Scorsese would answer that Christ is already a symbol of God, that his time here on earth was, essentially, a 33-year metaphor. The movie takes the already-symbolic events of Christ’s life and presents them to us in a new and different light so that even the symbolic becomes symbolic. As Schrader notes in the commentary, “Christ’s doubts are all part of the process of the human becoming divine.” Christ’s struggle is also a mirror of our own spiritual wrestling matches as we seek, find, reject or ignore God in our own lives. Starting with the first shot of the film (Christ writhing on the ground as he suffers from “God, the ultimate headache”) and continuing through the time he climbs down off the cross, Scorsese skews our Sunday School mindset.


**BEGIN SPOILER**
While I generally try not to reveal movie secrets, any discussion of The Last Temptation of Christ must include the controversial final 20 minutes of the film where a young angel appears to Jesus in the hour of agony and frees him from the cross. This is the last temptation: to side-step the holy duty in order to just be a man, plain old John Q. Jesus, for the rest of the time here on earth. The cup is taken, the slate’s wiped clean and Jesus can finally give in to his lust for Mary Magdalene. But it’s all an illusion, an Ebenezer Scrooge hallucination of “the shadows of things that may be.” Neither Scorsese nor Kazantzakis is suggesting that Christ actually un-nailed himself and quit the cross. No, it’s a 20-minute metaphor and, in the end, it makes Christ’s ultimate decision all that more powerful in the last few seconds of the movie. When his gore-streaked head falls limp and he cries out, “It is accomplished!” you feel the full extent of the sacrifice.
*END SPOILER*


Schrader’s script is dense with layers of meaning and can, at times, be difficult to absorb—at least on first viewing. This is a film which rewards multiple visits, thanks to what Scorsese is doing on the screen and Schrader is doing in the dialogue. “Everything’s a part of God,” Jesus tells Judas. “When I see an ant, when I look at his shiny black eye, you know what I see? I see the face of God.” Lines like those grip the brain and don’t let go.

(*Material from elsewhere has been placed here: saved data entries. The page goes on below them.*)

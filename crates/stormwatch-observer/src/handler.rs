//! Request handler for the status endpoint.
//!
//! One route, one handler. The handler builds a fresh snapshot on every
//! request and always answers 200 -- degraded data is the snapshot
//! builder's concern, and response write failures are the connection's
//! problem, never the accept loop's.

use std::sync::Arc;

use axum::extract::State;
use axum::response::IntoResponse;
use axum::Json;

use crate::snapshot::build_snapshot;
use crate::state::AppState;

/// `GET /status/` -- serve a fresh status snapshot.
pub async fn get_status(State(state): State<Arc<AppState>>) -> impl IntoResponse {
    let snapshot = build_snapshot(
        state.host.as_ref(),
        state.is_ready(),
        state.default_max_players,
    );
    Json(snapshot)
}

Or images like this: At the end of Christ’s 40 days in the desert—after he’s been visited by Satan in the form of a snake, a lion and a pillar of fire—a tree appears at the edge of the circle he’s drawn on the ground. On that tree is an apple, bright as a Christmas ornament. The famished Jesus reaches up, plucks it and takes a bite. Blood gushes out of the apple and runs down his chin. Sin, bloody sin.

As technically good as The Last Temptation of Christ is (and if there were enough space and time, I’d rave on and on about the way Scorsese used a small budget to create a palpable, detailed world…or Peter Gabriel’s mesmerizing score…or Michael Ballhaus’ splendid cinematography), it would be as dry as dirt if it weren’t for the passionate performances from Harvey Keitel (as a red-haired Judas), Barbara Hershey (Mary Magdalene), Andre Gregory (John the Baptist) and especially Willem Dafoe (Christ). It’s a daunting task to play the second leg of the Trinity, but Dafoe inhabits the role as no one else could (Christopher Walken, Eric Roberts and Aidan Quinn were also considered for the part). Dafoe is utterly convincing as Christ moves from migraine torment (“I’m afraid of everything…Fear. You look inside me and that’s all you’ll find.”) to self-doubt at the start of his ministry (“What if I say the wrong thing? What if I say the right thing?”) to white-hot rage at the hypocritical Pharisees (“Didn’t they tell you? I’m the Saint of Blasphemy!”). The actor fills the skin of Christ, but leaves enough wriggle room for us to wonder at the interpretation: Is Jesus a raving lunatic? Is he a frustrated prophet? This is not a historic Jesus, it’s a literary Jesus, but it’s a Jesus you will never forget.

The last line from Christ on the cross is, “It is accomplished.” And then the film literally ends: burns, unspools, flickers into the void. Scorsese says that part wasn’t intentional, that the camera malfunctioned and allowed light to leak onto the footage. Either way—accident or intention—it’s a fitting way to end a movie which will continue to flicker and burn, flame-like, in your head long after you’ve stopped watching.